I also have to shut the stairgate, as he's not allowed upstairs ever as it won't help his hip dysplasia, and if he gets up there he has weed and pooed in the past. These days if he gets upstairs he shreds the nappy bin, which is far worse!

I'm looking forward to having our big extension so he has more room when we go out as currently our house is small for such a large dog. Given what he does when we're here, I think he spends most of his day snoozing


----------



## Amymay (21 January 2015)

Mine is locked in the kitchen. No damage to be done there (not that she's really ever left on her own to be honest).


----------



## blackcob (21 January 2015)

One of mine had severe, destructive separation anxiety - I think a mixture of breed type and poor early training/habituation. It's the number one reason that dogs are given in to our breed rescue. She's fine now but it took literally years of work and I would never voluntarily go through it again. 

I strongly urge everyone to leave a camera running on their dogs once in a while, you might be very surprised (and distressed) by the results...


----------



## {97702} (21 January 2015)

blackcob said:



			I strongly urge everyone to leave a camera running on their dogs once in a while, you might be very surprised (and distressed) by the results...
		
Click to expand...

I've done this a few times with my lot.....8 hours of dogs sleeping, occasionally getting up and turning a few circles, and going back to sleep again.....


----------



## blackcob (21 January 2015)

Should have specified a greyhound exception of course.  Our resident one at work moves maybe twice per day - merely to adjust which side of him is exposed to the radiator!


----------



## MileAMinute (21 January 2015)

I am on a FB page for beagle owners and it shocks me with some of the damage they do. Apparently, it's a 'breed' thing.

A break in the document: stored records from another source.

use crate::actions::{needed_node, needed_target};
use crate::config::SafetyConfig;
use crate::gateway::Gateway;
use crate::ledger::{CraftingPhase, ProgressLedger};
use crate::rooms::RoomVisitLedger;
use crate::run::RunState;

/// Snapshot of everything the scheduler's guards read, taken once at the top
/// of a tick. Guards never see the live world, so one evaluation cannot
/// observe two different states.
#[derive(Clone, Copy, Debug, PartialEq, Eq)]
pub struct Observation {
    pub active: bool,
    pub health: u8,
    pub health_threshold: u8,
    pub starting_room_confirmed: bool,
    pub phase: CraftingPhase,
    pub phase_ready: bool,
    pub phase_complete: bool,
    pub needed_hostile_visible: bool,
    pub needed_node_visible: bool,
    pub room_known: bool,
    pub phase2_complete: bool,
    pub required_kills_met: bool,
    pub boss_defeated: bool,
}

impl Observation {
    pub fn capture(
        run: &RunState,
        ledger: &ProgressLedger,
        rooms: &RoomVisitLedger,
        env: &dyn Gateway,
        safety: &SafetyConfig,
    ) -> Self {
        let phase = ledger.phase();
        Self {
            active: run.active,
            health: run.vitals.health,
            health_threshold: safety.health_threshold,
            starting_room_confirmed: run.starting_room_confirmed,
            phase,
            phase_ready: ledger.is_phase_ready(phase),
            phase_complete: ledger.is_phase_complete(phase),
            needed_hostile_visible: needed_target(env, ledger).is_some(),
            needed_node_visible: needed_node(env, ledger).is_some(),
            room_known: rooms.contains(env.player_position().room()),
            phase2_complete: ledger.is_phase_complete(CraftingPhase::Phase2),
            required_kills_met: ledger.required_kills_met(),
            boss_defeated: ledger.boss_defeated(),
        }
    }

    /// Health strictly above the safety threshold.
    pub fn is_healthy(&self) -> bool {
        self.health > self.health_threshold
    }

    pub fn crafting_due(&self) -> bool {
        self.phase_ready && !self.phase_complete
    }

    pub fn boss_due(&self) -> bool {
        self.phase2_complete && self.required_kills_met && !self.boss_defeated
    }
}

impl Default for Observation {
    /// A fresh run standing outside the challenge at full health.
    fn default() -> Self {
        Self {
            active: true,
            health: 100,
            health_threshold: SafetyConfig::default().health_threshold,
            starting_room_confirmed: false,
            phase: CraftingPhase::Phase1,
            phase_ready: false,
            phase_complete: false,
            needed_hostile_visible: false,
            needed_node_visible: false,
            room_known: false,
            phase2_complete: false,
            required_kills_met: false,
            boss_defeated: false,
        }
    }
}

Erm, my old boy never destroyed things when on his own. He had free roam of the house! My current beagle is 18 months old and we rehomed him so he did come with some bad manners, and it took him a couple of weeks to settle. The most he did was scratch the door but he doesn't bother now. He has the radio on and he curls up in his bed straight away. The longest he is left is 5 hours but that is a rarity if there is a discrepancy between shifts with who lives in the house.


----------



## CrazyMare (21 January 2015)

Yes, mine only turns over!!!! She hasn't moved for the last 3 hrs....She will come upstairs to bed shortly where she will lay down until OH comes home, a short walk then back to flat out.

She stayed in bed an hour after we got up tge other day!!!


----------



## Broodle (22 January 2015)

Well I have two labradoodles who are left with the run of the house for up to 7 hours (not usually this long, but it sometimes happens). 

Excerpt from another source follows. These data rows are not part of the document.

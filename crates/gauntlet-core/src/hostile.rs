//! Canonical hostile vocabulary.
//!
//! Every hostile is named `"<Prefix> <Kind>"` where the prefix is the variant's
//! (`Crystalline` / `Corrupted`). Names coming back from the environment are
//! parsed through [`Hostile::parse`] before any comparison, so short names and
//! prefixed names can never disagree.

use strum::IntoEnumIterator;

use crate::ledger::ArmorSlot;
use crate::variant::Variant;

#[derive(Clone, Copy, Debug, PartialEq, Eq, Hash, strum::EnumIter, strum::Display)]
pub enum Hostile {
    Rat,
    Spider,
    Bat,
    Dragon,
    #[strum(to_string = "Dark Beast")]
    DarkBeast,
    Hunllef,
}

#[derive(Clone, Copy, Debug, PartialEq, Eq, Hash)]
pub enum HostileTier {
    Weak,
    DemiBoss,
    Boss,
}

impl Hostile {
    pub const WEAK: [Hostile; 3] = [Hostile::Rat, Hostile::Spider, Hostile::Bat];
    pub const DEMI_BOSSES: [Hostile; 2] = [Hostile::Dragon, Hostile::DarkBeast];

    pub const fn tier(self) -> HostileTier {
        match self {
            Hostile::Rat | Hostile::Spider | Hostile::Bat => HostileTier::Weak,
            Hostile::Dragon | Hostile::DarkBeast => HostileTier::DemiBoss,
            Hostile::Hunllef => HostileTier::Boss,
        }
    }

    /// Armor slot whose materials this demi-boss drops.
    pub const fn armor_slot(self) -> Option<ArmorSlot> {
        match self {
            Hostile::Dragon => Some(ArmorSlot::Body),
            Hostile::DarkBeast => Some(ArmorSlot::Helm),
            _ => None,
        }
    }

    /// Full in-world name for the given variant.
    pub fn name(self, variant: Variant) -> String {
        format!("{} {}", variant.hostile_prefix(), self)
    }

    /// Parses a full in-world name.
    pub fn parse(name: &str) -> Option<(Hostile, Variant)> {
        let (prefix, kind) = name.trim().split_once(' ')?;
        let variant = Variant::iter().find(|v| v.hostile_prefix().eq_ignore_ascii_case(prefix))?;
        let hostile = Hostile::iter().find(|h| h.to_string().eq_ignore_ascii_case(kind))?;
        Some((hostile, variant))
    }

    /// In-world names of every hostile in `kinds`, for one variant.
    pub fn names(kinds: &[Hostile], variant: Variant) -> Vec<String> {
        kinds.iter().map(|kind| kind.name(variant)).collect()
    }
}

#[cfg(test)]
mod tests {
    use super::*;

    #[test]
    fn full_names_carry_variant_prefix() {
        assert_eq!(Hostile::DarkBeast.name(Variant::Standard), "Crystalline Dark Beast");
        assert_eq!(Hostile::Hunllef.name(Variant::Hard), "Corrupted Hunllef");
        assert_eq!(
            Hostile::parse("Crystalline Rat"),
            Some((Hostile::Rat, Variant::Standard))
        );
    }

    #[test]
    fn parse_rejects_short_names() {
        assert_eq!(Hostile::parse("Dragon"), None);
        assert_eq!(Hostile::parse("Crystal Hunllef"), None);
        assert_eq!(
            Hostile::parse("corrupted dark beast"),
            Some((Hostile::DarkBeast, Variant::Hard))
        );
    }

    #[test]
    fn demi_bosses_map_to_armor_slots() {
        assert_eq!(Hostile::Dragon.armor_slot(), Some(ArmorSlot::Body));
        assert_eq!(Hostile::DarkBeast.armor_slot(), Some(ArmorSlot::Helm));
        assert_eq!(Hostile::Rat.armor_slot(), None);
    }
}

Don't have to take any precautions re food, bins etc. In fact, I have left an open sack of dry dog food out before now and they've not touched it  

They're never allowed upstairs but don't need a stair gate to enforce this. 

When they were pups we very occasionally came home to the odd chewed shoe (and on one memorable occasion a chewed up kc bronze award certificate ), but they grew out of this v quickly and are now perfectly safe to be left surrounded by my son's stuffed toys and all sorts of other temptations.

Sorry for the bragging post, but it is nice to have the chance to sing my girls' praises 

ETS I haven't answered the question, sorry! But I do think it helps that we've had our girls since pups and got them used to being left at home v early on.


----------



## TGM (22 January 2015)

The two destructive dogs we've had have both been rescues, so upbringing may have a bearing.  The worst one was a Weimaraner who chewed and scratched a hole in the kitchen door, just as a result of being left in the kitchen overnight, and he wasn't even on his own, had a Springer bitch companion who he loved!  My mum's dog has been occasionally destructive, she is a Border Collie/German Shephard cross, but originally came from a rescue.  Mum had to give her up and she came here, which obviously unsettled her a bit, as she chewed two bridles at one stage, but fingers crossed has settled down now!

Our current dog is a Collie/Lurcher/Poodle type mix and she is as good as gold and would never dream of chewing anything in the house without permission!  But we have had her from a pup and raised her very carefully in order to avoid the problems we had with the Weimaraner.  When she was a young pup she was never left for longer than an hour, but now she is happy to be left all day!


----------



## StoptheCavalry (22 January 2015)

My two (as the photos on the other thread shows) are naughty when left alone. The first dog hated being left on his own, he screamed the place down when we left him downstairs for bed as a puppy. He was only left for a few hours at a time once he was old enough and he just liked to destroy the place. I could have left him with a mountain of toys and he would still chew the skirting boards. I even gave him a separate piece of skirting board incase he liked to chew wood, that apparently was not as good as the stuff attached to the walls. Tried kongs, boredom breakers, chewing spray, chili oil. Nothing worked. So we bought him a friend thinking maybe that would help but instead they are just naughty together, like two tearaway children. Not sure how to stop it so they are crated and cause no damage in there. Strange thing is I have never ever seen them go to chew anything while we are in the house only when left. Although now they are rarely left on their own, particularly during the day but I would NEVER trust them out of the crate when no one is in. Particularly after the baileys drinking incident!!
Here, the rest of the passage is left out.